- _DIRECTIONS FOR THIS TASK_
Start at the first line of the material below and retype each line through the one containing "let mut bytes", exactly.

---------- GIVEN DATA

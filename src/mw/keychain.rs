//! Stealth keychain: deterministic per-index receive addresses.
//!
//! An address at index `i` is the pair `(A_i, B_i)` with
//! `B_i = B + m_i·G`, `A_i = a·B_i`, where `a` is the scan secret, `B` the
//! root spend public key and `m_i` a tagged hash of the index and scan
//! secret. View-only keychains carry `B` without the spend secret and can
//! derive addresses but not spend keys.

use serde::{Deserialize, Serialize};

use crate::error::{Error, Result};
use crate::mw::{hashed_scalar, HashTag, PublicKey, SecretKey};

/// A stealth address: the scan and spend public keys handed to senders.
#[derive(Debug, Clone, Copy, PartialEq, Eq, Serialize, Deserialize)]
pub struct StealthAddress {
    pub scan: PublicKey,
    pub spend: PublicKey,
}

impl StealthAddress {
    /// Hex rendering of the concatenated scan and spend keys, the wallet
    /// boundary's address encoding.
    pub fn to_hex(&self) -> String {
        let mut bytes = Vec::with_capacity(66);
        bytes.extend_from_slice(&self.scan.0);
        bytes.extend_from_slice(&self.spend.0);
        hex::encode(bytes)
    }
}

/// Wallet key material for scanning and (optionally) spending.
#[derive(Clone)]
pub struct Keychain {
    pub scan: SecretKey,
    pub spend: Option<SecretKey>,
    pub spend_pub: PublicKey,
}

impl Keychain {
    /// A full keychain able to derive spend keys.
    pub fn new(scan: SecretKey, spend: SecretKey) -> Result<Keychain> {
        let spend_pub = spend.public_key()?;
        Ok(Keychain {
            scan,
            spend: Some(spend),
            spend_pub,
        })
    }

    /// A view-only keychain: address derivation and rewind, no spending.
    pub fn view_only(scan: SecretKey, spend_pub: PublicKey) -> Keychain {
        Keychain {
            scan,
            spend: None,
            spend_pub,
        }
    }

    fn index_tweak(&self, index: u32) -> SecretKey {
        let mut data = [0u8; 36];
        data[..4].copy_from_slice(&index.to_le_bytes());
        data[4..].copy_from_slice(&self.scan.0);
        hashed_scalar(HashTag::Address, &data)
    }

    /// The receive address at `index`.
    pub fn address(&self, index: u32) -> Result<StealthAddress> {
        let spend = self.spend_pub.add_scalar(&self.index_tweak(index))?;
        let scan = spend.mul(&self.scan)?;
        Ok(StealthAddress { scan, spend })
    }

    /// The spend secret for the address at `index`; requires the spend
    /// secret to be present.
    pub fn spend_key(&self, index: u32) -> Result<SecretKey> {
        let spend = self.spend.ok_or(Error::MissingSpendKey)?;
        Ok(spend.add(&self.index_tweak(index)))
    }
}

#[cfg(test)]
mod tests {
    use super::*;

    fn keychain() -> Keychain {
        Keychain::new(SecretKey::random(), SecretKey::random()).unwrap()
    }

    #[test]
    fn addresses_are_deterministic_and_distinct() {
        let kc = keychain();
        assert_eq!(kc.address(3).unwrap(), kc.address(3).unwrap());
        assert_ne!(kc.address(0).unwrap(), kc.address(1).unwrap());
    }

    #[test]
    fn spend_key_matches_address() {
        let kc = keychain();
        for index in [0, 1, 17] {
            let addr = kc.address(index).unwrap();
            let spend = kc.spend_key(index).unwrap();
            assert_eq!(spend.public_key().unwrap(), addr.spend);
        }
    }

    #[test]
    fn view_only_derives_same_addresses() {
        let kc = keychain();
        let view = Keychain::view_only(kc.scan, kc.spend_pub);
        assert_eq!(kc.address(5).unwrap(), view.address(5).unwrap());
        assert!(matches!(view.spend_key(5), Err(Error::MissingSpendKey)));
    }

    #[test]
    fn scan_key_links_address_halves() {
        let kc = keychain();
        let addr = kc.address(9).unwrap();
        assert_eq!(addr.spend.mul(&kc.scan).unwrap(), addr.scan);
    }
}
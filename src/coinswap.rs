//! Coinswap construction: a single-coin self-spend routed through mixers.
//!
//! The wallet builds a one-input/one-output transaction *without* a kernel
//! — each mixer contributes a kernel carrying its share of the blinding
//! factors and its fee — wraps the shares in an onion, and proves ownership
//! of the input. The aggregate of all hops preserves the Pedersen and
//! stealth balances even though no single hop sees a full blinding factor.

use crate::assembler::{
    create_input, create_output, sign_output, Recipient, BASE_MWEB_FEE,
    KERNEL_WITH_STEALTH_WEIGHT, STANDARD_OUTPUT_WEIGHT,
};
use crate::error::{Error, Result};
use crate::mw::{switch, BlindingFactor, SecretKey};
use crate::onion::{Hop, Onion};
use crate::rewind::Coin;
use crate::tx::{Input, Output};

/// A mixer node, addressed by its X25519 key.
#[derive(Debug, Clone, Copy)]
pub struct MixerNode {
    pub pubkey: [u8; 32],
}

/// Submission boundary: delivers a signed onion to the first mixer. The
/// request body is the onion's JSON form.
pub trait MixerClient {
    fn submit(&self, onion: &Onion) -> Result<()>;
}

/// Total fee for a swap across `hops` mixers: every hop pays for a kernel
/// with stealth excess, the terminal hop also pays for the output.
pub fn swap_fee(hops: usize) -> u64 {
    (KERNEL_WITH_STEALTH_WEIGHT * hops as u64 + STANDARD_OUTPUT_WEIGHT) * BASE_MWEB_FEE
}

/// Per-hop fee schedule; sums exactly to [`swap_fee`].
pub fn hop_fees(hops: usize) -> Vec<u64> {
    (0..hops)
        .map(|i| {
            let mut weight = KERNEL_WITH_STEALTH_WEIGHT;
            if i == hops - 1 {
                weight += STANDARD_OUTPUT_WEIGHT;
            }
            weight * BASE_MWEB_FEE
        })
        .collect()
}

/// Split a blinding factor into `n` shares summing to the original. The
/// first `n − 1` shares are uniform random; the last is the residue.
pub fn split_blind(blind: &BlindingFactor, n: usize) -> Vec<BlindingFactor> {
    let mut shares = Vec::with_capacity(n);
    let mut remainder = *blind;
    for _ in 1..n {
        let share = BlindingFactor::random();
        remainder = remainder.sub(&share);
        shares.push(share);
    }
    shares.push(remainder);
    shares
}

/// The kernel-less swap transaction: the signed input, the signed output,
/// and the two aggregate blinds the mixers will absorb.
pub struct SwapTx {
    pub input: Input,
    pub output: Output,
    pub kernel_blind: BlindingFactor,
    pub stealth_blind: BlindingFactor,
}

/// Build the swap transaction for `coin` paying `recipient`. The coin must
/// carry its spend key.
pub fn make_swap_tx(coin: &Coin, recipient: &Recipient) -> Result<SwapTx> {
    let spend_key = coin.spend_key.ok_or(Error::MissingSpendKey)?;
    let input_key = SecretKey::random();
    let output_key = SecretKey::random();

    let input = create_input(coin, &input_key)?;
    let input_blind = switch(&coin.blind, coin.value)?;

    let (mut output, blind, _) = create_output(recipient, &output_key)?;
    sign_output(&mut output, &output_key)?;
    let output_blind = switch(&blind, recipient.value)?;

    let kernel_blind = output_blind.sub(&input_blind);
    let stealth_blind =
        BlindingFactor(output_key.add(&input_key).sub(&spend_key).0);

    Ok(SwapTx {
        input,
        output,
        kernel_blind,
        stealth_blind,
    })
}

/// Build the complete signed swap request for `coin` across `mixers`.
///
/// Fails with [`Error::InsufficientValue`] when the coin cannot cover the
/// hop fees. The residue (`value − fee`) returns to the coin's own address.
pub fn build_swap_request(coin: &Coin, mixers: &[MixerNode]) -> Result<Onion> {
    let fee = swap_fee(mixers.len());
    if coin.value < fee {
        return Err(Error::InsufficientValue {
            value: coin.value,
            fee,
        });
    }

    let recipient = Recipient {
        value: coin.value - fee,
        address: coin.address,
    };
    let swap = make_swap_tx(coin, &recipient)?;

    let kernel_blinds = split_blind(&swap.kernel_blind, mixers.len());
    let stealth_blinds = split_blind(&swap.stealth_blind, mixers.len());
    let fees = hop_fees(mixers.len());

    let hops: Vec<Hop> = mixers
        .iter()
        .enumerate()
        .map(|(i, node)| Hop {
            pubkey: node.pubkey,
            kernel_blind: kernel_blinds[i],
            stealth_blind: stealth_blinds[i],
            fee: fees[i],
            output: (i == mixers.len() - 1).then(|| swap.output.clone()),
        })
        .collect();

    let mut onion = Onion::new(&hops)?;
    let spend_key = coin.spend_key.ok_or(Error::MissingSpendKey)?;
    onion.sign(&swap.input, &spend_key)?;
    log::debug!(
        "built swap request for {} across {} hops, fee {}",
        coin.output_id,
        mixers.len(),
        fee
    );
    Ok(onion)
}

--------------------

- _EXERCISE ANSWER_
filename src/mw/keychain.rs
//! Stealth keychain: deterministic per-index receive addresses.
//!
//! An address at index `i` is the pair `(A_i, B_i)` with
//! `B_i = B + m_i·G`, `A_i = a·B_i`, where `a` is the scan secret, `B` the
//! root spend public key and `m_i` a tagged hash of the index and scan
//! secret. View-only keychains carry `B` without the spend secret and can
//! derive addresses but not spend keys.

use serde::{Deserialize, Serialize};

use crate::error::{Error, Result};
use crate::mw::{hashed_scalar, HashTag, PublicKey, SecretKey};

/// A stealth address: the scan and spend public keys handed to senders.
#[derive(Debug, Clone, Copy, PartialEq, Eq, Serialize, Deserialize)]
pub struct StealthAddress {
    pub scan: PublicKey,
    pub spend: PublicKey,
}

impl StealthAddress {
    /// Hex rendering of the concatenated scan and spend keys, the wallet
    /// boundary's address encoding.
    pub fn to_hex(&self) -> String {
        let mut bytes = Vec::with_capacity(66);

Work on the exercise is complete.